* _What is expected_
Some lines in the listing may contain the word "that". Say how many, with the number alone.

┌─ Extracted records

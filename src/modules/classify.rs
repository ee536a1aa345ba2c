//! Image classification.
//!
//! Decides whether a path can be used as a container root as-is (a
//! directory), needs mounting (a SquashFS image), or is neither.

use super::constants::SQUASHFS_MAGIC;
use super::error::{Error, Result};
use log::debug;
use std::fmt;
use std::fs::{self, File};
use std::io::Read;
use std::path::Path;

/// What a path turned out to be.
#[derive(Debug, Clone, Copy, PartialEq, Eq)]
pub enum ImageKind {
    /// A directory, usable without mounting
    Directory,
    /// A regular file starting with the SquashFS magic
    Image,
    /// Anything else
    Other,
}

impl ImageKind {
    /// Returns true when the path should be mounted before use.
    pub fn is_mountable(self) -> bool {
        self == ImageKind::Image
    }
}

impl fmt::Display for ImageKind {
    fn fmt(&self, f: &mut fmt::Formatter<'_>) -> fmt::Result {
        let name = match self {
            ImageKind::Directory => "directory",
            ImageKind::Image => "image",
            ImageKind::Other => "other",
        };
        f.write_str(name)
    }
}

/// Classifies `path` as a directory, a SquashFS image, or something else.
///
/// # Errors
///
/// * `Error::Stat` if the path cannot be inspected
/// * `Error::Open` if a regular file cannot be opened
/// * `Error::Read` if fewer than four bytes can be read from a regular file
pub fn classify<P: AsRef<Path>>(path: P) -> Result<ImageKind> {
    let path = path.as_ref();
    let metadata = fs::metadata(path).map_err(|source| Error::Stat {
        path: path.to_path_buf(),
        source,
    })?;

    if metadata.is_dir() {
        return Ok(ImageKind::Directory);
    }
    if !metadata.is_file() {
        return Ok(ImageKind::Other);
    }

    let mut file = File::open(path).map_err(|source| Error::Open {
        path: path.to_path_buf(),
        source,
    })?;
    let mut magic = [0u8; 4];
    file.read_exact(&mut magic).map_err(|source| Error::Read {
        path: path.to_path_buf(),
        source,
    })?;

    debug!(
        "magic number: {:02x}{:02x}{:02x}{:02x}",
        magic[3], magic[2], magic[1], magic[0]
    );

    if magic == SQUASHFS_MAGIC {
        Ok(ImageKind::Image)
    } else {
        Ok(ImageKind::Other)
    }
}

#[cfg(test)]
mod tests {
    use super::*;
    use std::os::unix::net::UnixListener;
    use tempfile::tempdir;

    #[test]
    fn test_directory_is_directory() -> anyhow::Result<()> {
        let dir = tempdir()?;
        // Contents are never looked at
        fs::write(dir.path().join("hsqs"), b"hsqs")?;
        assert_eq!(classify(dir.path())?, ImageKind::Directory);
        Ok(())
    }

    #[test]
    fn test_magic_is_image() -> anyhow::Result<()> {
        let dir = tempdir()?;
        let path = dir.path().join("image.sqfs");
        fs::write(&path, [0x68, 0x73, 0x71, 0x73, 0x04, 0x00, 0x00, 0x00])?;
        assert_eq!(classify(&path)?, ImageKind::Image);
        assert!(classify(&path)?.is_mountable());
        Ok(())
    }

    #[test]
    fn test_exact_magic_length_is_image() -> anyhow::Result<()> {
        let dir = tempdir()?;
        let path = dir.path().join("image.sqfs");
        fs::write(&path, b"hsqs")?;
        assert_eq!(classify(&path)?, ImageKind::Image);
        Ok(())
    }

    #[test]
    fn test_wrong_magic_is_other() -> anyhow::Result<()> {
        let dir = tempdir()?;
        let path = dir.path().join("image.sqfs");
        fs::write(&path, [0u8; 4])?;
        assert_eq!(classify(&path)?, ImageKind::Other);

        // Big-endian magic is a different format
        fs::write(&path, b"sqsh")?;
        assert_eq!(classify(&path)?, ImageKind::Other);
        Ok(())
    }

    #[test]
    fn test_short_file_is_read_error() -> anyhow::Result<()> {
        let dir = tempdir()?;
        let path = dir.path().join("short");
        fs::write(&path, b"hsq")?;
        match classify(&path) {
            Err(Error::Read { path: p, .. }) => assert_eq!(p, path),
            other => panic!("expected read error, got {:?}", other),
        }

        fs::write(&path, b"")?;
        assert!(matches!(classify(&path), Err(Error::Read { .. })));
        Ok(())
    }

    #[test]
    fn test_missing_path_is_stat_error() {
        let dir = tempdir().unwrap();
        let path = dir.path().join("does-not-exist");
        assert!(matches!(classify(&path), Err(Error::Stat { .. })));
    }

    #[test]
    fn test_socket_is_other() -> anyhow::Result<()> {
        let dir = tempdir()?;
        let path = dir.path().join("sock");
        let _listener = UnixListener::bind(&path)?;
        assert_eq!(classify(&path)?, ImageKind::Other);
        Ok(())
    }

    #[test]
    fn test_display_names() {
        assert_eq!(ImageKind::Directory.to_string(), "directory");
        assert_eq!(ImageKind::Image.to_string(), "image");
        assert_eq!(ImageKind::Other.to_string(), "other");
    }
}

└─
┌─ Extracted records

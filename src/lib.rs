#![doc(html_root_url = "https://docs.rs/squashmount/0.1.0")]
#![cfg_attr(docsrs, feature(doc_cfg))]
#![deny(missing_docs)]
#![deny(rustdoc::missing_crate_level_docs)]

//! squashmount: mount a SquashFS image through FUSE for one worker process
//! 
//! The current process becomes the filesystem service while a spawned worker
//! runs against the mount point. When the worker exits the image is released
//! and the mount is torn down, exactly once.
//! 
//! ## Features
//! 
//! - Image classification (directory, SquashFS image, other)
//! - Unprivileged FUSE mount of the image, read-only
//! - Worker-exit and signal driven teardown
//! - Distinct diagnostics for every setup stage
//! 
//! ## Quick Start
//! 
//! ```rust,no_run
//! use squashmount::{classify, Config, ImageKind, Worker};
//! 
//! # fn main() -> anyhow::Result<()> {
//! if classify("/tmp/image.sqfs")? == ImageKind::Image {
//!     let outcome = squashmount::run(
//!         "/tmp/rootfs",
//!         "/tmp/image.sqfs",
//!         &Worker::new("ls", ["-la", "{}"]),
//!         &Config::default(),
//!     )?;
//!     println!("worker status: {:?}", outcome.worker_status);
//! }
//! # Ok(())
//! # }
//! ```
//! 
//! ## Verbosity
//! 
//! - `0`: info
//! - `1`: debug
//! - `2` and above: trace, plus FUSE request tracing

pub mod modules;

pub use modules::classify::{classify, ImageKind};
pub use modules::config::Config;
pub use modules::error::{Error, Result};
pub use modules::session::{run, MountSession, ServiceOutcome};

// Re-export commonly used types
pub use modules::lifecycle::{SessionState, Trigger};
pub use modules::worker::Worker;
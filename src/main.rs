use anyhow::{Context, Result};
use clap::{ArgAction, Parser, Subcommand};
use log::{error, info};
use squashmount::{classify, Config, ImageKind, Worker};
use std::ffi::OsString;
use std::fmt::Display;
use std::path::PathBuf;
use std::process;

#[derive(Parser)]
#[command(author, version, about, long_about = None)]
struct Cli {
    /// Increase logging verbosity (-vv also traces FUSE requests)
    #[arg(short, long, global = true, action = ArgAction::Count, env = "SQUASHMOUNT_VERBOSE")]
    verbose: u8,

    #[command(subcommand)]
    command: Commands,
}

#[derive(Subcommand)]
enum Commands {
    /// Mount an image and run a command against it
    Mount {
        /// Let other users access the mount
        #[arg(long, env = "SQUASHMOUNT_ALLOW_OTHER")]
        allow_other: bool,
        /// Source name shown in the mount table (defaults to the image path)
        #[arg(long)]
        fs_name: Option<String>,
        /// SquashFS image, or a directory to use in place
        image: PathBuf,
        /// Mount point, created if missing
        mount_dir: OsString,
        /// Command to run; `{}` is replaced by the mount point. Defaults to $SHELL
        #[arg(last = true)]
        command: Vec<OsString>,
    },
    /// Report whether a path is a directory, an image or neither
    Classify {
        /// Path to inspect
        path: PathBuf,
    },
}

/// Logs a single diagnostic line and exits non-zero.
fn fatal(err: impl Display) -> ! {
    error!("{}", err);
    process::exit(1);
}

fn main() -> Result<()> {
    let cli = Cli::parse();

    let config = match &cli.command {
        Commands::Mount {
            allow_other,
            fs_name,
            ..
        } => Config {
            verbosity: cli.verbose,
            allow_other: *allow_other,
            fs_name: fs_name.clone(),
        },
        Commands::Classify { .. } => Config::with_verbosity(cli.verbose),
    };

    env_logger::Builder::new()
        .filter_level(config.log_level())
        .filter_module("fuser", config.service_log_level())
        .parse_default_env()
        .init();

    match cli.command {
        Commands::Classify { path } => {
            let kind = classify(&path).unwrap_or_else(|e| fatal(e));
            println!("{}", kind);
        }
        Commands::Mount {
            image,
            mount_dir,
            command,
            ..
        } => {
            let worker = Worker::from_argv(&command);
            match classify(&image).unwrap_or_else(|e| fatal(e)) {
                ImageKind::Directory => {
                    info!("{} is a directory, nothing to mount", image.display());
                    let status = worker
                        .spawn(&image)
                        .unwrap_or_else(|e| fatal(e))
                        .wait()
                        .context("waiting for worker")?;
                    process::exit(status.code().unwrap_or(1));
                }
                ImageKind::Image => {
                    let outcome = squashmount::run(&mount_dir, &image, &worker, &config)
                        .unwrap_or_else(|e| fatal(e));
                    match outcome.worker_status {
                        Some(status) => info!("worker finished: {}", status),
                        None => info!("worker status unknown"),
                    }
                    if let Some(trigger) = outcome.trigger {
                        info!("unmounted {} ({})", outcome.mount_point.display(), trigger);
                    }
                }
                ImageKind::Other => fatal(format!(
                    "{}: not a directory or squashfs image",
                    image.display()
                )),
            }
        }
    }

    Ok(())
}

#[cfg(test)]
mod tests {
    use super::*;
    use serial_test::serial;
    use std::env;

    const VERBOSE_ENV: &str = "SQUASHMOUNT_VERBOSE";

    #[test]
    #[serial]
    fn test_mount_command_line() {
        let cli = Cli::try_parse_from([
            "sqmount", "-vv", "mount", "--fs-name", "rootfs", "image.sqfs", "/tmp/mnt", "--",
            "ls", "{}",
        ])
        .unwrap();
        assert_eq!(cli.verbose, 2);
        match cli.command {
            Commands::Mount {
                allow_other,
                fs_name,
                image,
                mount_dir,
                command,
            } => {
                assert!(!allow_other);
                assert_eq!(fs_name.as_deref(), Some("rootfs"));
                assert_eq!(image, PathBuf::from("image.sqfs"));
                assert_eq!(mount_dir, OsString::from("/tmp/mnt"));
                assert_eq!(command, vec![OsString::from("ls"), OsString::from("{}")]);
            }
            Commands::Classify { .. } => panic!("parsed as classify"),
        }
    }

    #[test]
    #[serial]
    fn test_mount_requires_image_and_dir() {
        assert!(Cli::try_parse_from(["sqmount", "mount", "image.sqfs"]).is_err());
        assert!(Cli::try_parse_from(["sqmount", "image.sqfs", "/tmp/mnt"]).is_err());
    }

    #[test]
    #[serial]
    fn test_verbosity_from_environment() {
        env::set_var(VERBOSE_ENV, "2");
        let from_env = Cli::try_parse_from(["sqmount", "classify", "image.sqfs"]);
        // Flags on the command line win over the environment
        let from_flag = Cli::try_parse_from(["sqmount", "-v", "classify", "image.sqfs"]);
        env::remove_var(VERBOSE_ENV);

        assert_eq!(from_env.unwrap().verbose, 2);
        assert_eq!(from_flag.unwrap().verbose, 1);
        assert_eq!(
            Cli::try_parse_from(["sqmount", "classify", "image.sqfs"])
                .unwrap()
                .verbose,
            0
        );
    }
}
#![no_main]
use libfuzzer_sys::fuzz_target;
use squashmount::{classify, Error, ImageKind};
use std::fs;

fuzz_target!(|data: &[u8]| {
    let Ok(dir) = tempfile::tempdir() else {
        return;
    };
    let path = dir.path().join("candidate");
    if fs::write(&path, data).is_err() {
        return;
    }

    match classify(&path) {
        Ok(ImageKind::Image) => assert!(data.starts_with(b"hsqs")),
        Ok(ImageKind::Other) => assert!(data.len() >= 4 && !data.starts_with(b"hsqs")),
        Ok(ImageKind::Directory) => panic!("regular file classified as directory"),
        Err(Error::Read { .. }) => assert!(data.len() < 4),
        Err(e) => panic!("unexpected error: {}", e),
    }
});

└─
┌─ Extracted records

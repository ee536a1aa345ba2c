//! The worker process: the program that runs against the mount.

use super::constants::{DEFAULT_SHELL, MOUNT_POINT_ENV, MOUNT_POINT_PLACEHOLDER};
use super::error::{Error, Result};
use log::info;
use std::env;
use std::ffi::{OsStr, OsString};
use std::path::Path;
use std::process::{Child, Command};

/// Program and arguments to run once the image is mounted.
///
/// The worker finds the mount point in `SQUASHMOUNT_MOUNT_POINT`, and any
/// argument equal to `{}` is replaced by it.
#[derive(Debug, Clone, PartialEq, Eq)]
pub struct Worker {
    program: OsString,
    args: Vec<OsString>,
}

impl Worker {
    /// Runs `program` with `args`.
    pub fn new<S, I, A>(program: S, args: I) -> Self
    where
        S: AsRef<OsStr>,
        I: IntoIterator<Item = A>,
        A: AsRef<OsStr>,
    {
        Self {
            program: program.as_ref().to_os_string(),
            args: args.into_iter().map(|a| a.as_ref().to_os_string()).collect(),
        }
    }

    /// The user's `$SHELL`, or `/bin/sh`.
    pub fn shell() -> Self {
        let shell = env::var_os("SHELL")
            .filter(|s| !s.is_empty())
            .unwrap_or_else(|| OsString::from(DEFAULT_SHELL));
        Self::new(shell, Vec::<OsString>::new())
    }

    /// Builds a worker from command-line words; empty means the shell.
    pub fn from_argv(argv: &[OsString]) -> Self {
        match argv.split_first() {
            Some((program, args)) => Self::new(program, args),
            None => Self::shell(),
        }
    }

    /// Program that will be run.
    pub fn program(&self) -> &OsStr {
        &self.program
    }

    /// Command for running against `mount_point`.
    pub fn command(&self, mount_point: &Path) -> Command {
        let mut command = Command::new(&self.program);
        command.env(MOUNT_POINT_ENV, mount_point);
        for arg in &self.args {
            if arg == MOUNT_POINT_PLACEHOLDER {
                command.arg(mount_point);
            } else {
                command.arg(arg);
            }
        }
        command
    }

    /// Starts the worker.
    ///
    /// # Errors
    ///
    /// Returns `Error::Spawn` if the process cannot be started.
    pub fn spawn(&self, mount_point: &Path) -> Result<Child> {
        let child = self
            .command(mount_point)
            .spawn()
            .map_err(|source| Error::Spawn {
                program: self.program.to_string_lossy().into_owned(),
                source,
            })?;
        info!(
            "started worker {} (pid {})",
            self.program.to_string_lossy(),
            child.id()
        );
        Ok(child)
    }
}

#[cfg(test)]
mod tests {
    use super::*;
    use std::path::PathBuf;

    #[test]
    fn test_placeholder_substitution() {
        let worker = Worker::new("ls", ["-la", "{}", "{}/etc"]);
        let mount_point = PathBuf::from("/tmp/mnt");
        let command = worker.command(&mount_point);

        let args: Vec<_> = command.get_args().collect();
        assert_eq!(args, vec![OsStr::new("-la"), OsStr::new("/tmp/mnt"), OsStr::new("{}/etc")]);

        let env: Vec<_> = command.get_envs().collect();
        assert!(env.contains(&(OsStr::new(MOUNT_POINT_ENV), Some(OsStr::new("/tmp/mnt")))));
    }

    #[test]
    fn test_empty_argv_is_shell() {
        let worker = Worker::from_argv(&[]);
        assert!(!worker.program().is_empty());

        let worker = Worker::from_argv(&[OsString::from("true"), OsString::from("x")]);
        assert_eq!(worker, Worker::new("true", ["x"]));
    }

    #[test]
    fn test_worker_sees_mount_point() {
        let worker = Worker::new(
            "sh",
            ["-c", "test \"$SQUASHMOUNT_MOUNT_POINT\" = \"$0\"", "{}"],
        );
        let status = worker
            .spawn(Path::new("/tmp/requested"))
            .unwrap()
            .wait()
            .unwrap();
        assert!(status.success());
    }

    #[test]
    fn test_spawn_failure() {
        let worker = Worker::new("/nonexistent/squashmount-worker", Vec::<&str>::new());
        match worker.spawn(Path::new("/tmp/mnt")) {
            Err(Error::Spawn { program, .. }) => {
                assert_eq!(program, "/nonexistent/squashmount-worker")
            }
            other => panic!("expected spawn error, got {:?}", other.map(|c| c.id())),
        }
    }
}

└─

* _Written answer_
2